Saved entries:

//! Pointer move handling - field dragging and resizing.
//!
//! ## Performance Notes
//!
//! Pointer move fires on every frame of a drag. Idle moves exit before any
//! coordinate math; active moves touch one field and one drawable.
//!
//! Drags and resizes stop at the page edge instead of failing.
//!
//! Enable profiling with `cargo build --features profiling` to see timing.

use crate::canvas::RenderSurface;
use crate::constants::MIN_FIELD_SIZE;
use crate::error::ViewerResult;
use crate::input::coords::CoordinateConverter;
use crate::input::state::InputState;
use crate::profile_scope;
use crate::types::{CanvasPoint, Placement};
use crate::viewer::Viewer;

impl<S: RenderSurface> Viewer<S> {
    /// Continue the active drag or resize. Returns whether a field changed.
    pub fn pointer_move(&mut self, screen: CanvasPoint) -> ViewerResult<bool> {
        profile_scope!("pointer_move");

        match self.input.clone() {
            InputState::Idle => Ok(false),

            InputState::DraggingField { id, grab_offset } => {
                let Some(current) = self.fields.get(&id).map(|f| f.placement) else {
                    self.input.reset();
                    return Ok(false);
                };
                let page_size = self.page_bounds(current.page)?;
                let point = CoordinateConverter::screen_to_page(screen, &self.transform);
                let target = Placement {
                    position: (point.x - grab_offset.0, point.y - grab_offset.1),
                    ..current
                };
                self.move_field(&id, target.clamped_to(page_size).position)?;
                Ok(true)
            }

            InputState::ResizingField {
                id,
                start_size,
                start_pointer,
            } => {
                let (dx, dy) = CoordinateConverter::delta_screen_to_page(
                    (screen.x - start_pointer.x, screen.y - start_pointer.y),
                    self.transform.zoom,
                );
                let Some(current) = self.fields.get(&id).map(|f| f.placement) else {
                    self.input.reset();
                    return Ok(false);
                };
                let page_size = self.page_bounds(current.page)?;
                let room = (
                    page_size.0 - current.position.0,
                    page_size.1 - current.position.1,
                );
                let size = (
                    (start_size.0 + dx).max(MIN_FIELD_SIZE).min(room.0),
                    (start_size.1 + dy).max(MIN_FIELD_SIZE).min(room.1),
                );
                self.resize_field(&id, size)?;
                Ok(true)
            }
        }
    }
}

PROBLEM DESCRIPTION:
Write out every record again, exactly as it was written.

EXERCISE RESULT:
//! Pointer move handling - field dragging and resizing.
//!
//! ## Performance Notes
//!
//! Pointer move fires on every frame of a drag. Idle moves exit before any
//! coordinate math; active moves touch one field and one drawable.
//!
//! Drags and resizes stop at the page edge instead of failing.
//!
//! Enable profiling with `cargo build --features profiling` to see timing.

use crate::canvas::RenderSurface;
use crate::constants::MIN_FIELD_SIZE;
use crate::error::ViewerResult;
use crate::input::coords::CoordinateConverter;
use crate::input::state::InputState;
use crate::profile_scope;
use crate::types::{CanvasPoint, Placement};
use crate::viewer::Viewer;

impl<S: RenderSurface> Viewer<S> {
    /// Continue the active drag or resize. Returns whether a field changed.
    pub fn pointer_move(&mut self, screen: CanvasPoint) -> ViewerResult<bool> {
        profile_scope!("pointer_move");

        match self.input.clone() {
            InputState::Idle => Ok(false),

            InputState::DraggingField { id, grab_offset } => {
                let Some(current) = self.fields.get(&id).map(|f| f.placement) else {
                    self.input.reset();
                    return Ok(false);
                };
                let page_size = self.page_bounds(current.page)?;
                let point = CoordinateConverter::screen_to_page(screen, &self.transform);
                let target = Placement {
                    position: (point.x - grab_offset.0, point.y - grab_offset.1),
                    ..current
                };
                self.move_field(&id, target.clamped_to(page_size).position)?;
                Ok(true)
            }

            InputState::ResizingField {
                id,
                start_size,
                start_pointer,
            } => {
                let (dx, dy) = CoordinateConverter::delta_screen_to_page(
                    (screen.x - start_pointer.x, screen.y - start_pointer.y),
                    self.transform.zoom,
                );
                let Some(current) = self.fields.get(&id).map(|f| f.placement) else {
                    self.input.reset();
                    return Ok(false);
                };
                let page_size = self.page_bounds(current.page)?;
                let room = (
                    page_size.0 - current.position.0,
                    page_size.1 - current.position.1,
                );
                let size = (
                    (start_size.0 + dx).max(MIN_FIELD_SIZE).min(room.0),
                    (start_size.1 + dy).max(MIN_FIELD_SIZE).min(room.1),
                );
                self.resize_field(&id, size)?;
                Ok(true)
            }
        }
    }
}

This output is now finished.